**STORED DATA**
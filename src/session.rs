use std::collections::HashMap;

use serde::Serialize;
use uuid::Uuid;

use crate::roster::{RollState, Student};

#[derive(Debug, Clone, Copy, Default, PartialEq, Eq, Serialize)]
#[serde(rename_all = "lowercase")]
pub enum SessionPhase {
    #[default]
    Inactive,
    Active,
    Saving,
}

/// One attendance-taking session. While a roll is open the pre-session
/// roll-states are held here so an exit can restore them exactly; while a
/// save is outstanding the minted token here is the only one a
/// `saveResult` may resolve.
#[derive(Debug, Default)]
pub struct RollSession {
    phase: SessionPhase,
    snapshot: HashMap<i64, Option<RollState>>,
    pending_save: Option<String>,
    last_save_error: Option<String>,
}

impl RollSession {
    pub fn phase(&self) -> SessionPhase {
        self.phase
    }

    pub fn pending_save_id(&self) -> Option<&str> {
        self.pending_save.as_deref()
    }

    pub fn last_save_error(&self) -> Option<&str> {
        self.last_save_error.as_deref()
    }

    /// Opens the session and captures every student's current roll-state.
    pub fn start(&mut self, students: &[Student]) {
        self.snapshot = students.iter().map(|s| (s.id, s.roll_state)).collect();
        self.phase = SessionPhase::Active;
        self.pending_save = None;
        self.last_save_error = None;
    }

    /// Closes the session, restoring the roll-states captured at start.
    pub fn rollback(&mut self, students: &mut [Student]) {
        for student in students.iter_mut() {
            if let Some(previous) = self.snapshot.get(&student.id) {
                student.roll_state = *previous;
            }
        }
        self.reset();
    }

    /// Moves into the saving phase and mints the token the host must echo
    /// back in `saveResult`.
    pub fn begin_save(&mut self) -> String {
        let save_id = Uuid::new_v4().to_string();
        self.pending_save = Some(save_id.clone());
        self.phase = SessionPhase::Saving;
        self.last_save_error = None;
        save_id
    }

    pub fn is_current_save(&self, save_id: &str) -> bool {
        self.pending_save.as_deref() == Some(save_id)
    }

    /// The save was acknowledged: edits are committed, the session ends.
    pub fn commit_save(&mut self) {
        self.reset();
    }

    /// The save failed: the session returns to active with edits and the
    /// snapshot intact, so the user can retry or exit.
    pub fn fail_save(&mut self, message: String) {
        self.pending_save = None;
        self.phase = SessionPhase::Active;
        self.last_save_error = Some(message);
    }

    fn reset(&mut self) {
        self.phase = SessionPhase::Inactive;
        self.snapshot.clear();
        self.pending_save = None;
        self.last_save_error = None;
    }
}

...

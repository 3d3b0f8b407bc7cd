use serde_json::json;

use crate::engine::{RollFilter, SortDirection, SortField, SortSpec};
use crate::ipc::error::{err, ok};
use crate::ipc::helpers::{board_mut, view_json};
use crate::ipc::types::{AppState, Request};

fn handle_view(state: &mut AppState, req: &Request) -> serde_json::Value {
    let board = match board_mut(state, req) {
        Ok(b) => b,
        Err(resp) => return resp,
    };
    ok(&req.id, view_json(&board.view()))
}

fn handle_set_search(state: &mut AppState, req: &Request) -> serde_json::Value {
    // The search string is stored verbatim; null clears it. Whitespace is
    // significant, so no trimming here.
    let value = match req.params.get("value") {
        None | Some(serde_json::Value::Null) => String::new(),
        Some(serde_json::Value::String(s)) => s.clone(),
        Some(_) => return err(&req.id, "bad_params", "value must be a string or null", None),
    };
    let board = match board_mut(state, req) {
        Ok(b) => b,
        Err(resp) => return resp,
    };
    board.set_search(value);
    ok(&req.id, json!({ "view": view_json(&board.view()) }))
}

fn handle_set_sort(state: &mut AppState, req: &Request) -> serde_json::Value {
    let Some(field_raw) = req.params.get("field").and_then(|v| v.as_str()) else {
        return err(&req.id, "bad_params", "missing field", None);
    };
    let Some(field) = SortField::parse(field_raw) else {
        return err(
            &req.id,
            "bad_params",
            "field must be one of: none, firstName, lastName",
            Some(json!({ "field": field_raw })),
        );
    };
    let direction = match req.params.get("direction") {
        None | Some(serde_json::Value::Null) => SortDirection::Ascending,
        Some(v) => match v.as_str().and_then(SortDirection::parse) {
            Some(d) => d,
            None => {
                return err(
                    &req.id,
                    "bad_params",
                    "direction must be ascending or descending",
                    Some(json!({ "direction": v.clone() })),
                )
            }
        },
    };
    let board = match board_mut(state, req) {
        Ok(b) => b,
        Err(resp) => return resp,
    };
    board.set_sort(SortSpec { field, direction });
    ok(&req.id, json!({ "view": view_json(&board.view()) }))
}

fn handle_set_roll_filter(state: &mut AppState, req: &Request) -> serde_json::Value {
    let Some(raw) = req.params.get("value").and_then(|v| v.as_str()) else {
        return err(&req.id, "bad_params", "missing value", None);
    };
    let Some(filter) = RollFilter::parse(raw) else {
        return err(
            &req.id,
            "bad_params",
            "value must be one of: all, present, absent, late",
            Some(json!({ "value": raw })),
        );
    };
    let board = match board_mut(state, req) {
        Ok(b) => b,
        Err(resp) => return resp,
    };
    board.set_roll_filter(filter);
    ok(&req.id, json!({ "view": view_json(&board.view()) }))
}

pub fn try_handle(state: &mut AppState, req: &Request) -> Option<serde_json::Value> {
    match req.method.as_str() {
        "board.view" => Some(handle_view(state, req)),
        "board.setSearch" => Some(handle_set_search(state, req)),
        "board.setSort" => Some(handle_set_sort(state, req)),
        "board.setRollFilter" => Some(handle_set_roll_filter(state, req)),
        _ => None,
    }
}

**WHAT IS BEING ASKED**
Pick out each line in the material containing "else".

**ANSWER TO THE EXERCISE**
    let Some(field_raw) = req.params.get("field").and_then(|v| v.as_str()) else {
    let Some(field) = SortField::parse(field_raw) else {
    let Some(raw) = req.params.get("value").and_then(|v| v.as_str()) else {
    let Some(filter) = RollFilter::parse(raw) else {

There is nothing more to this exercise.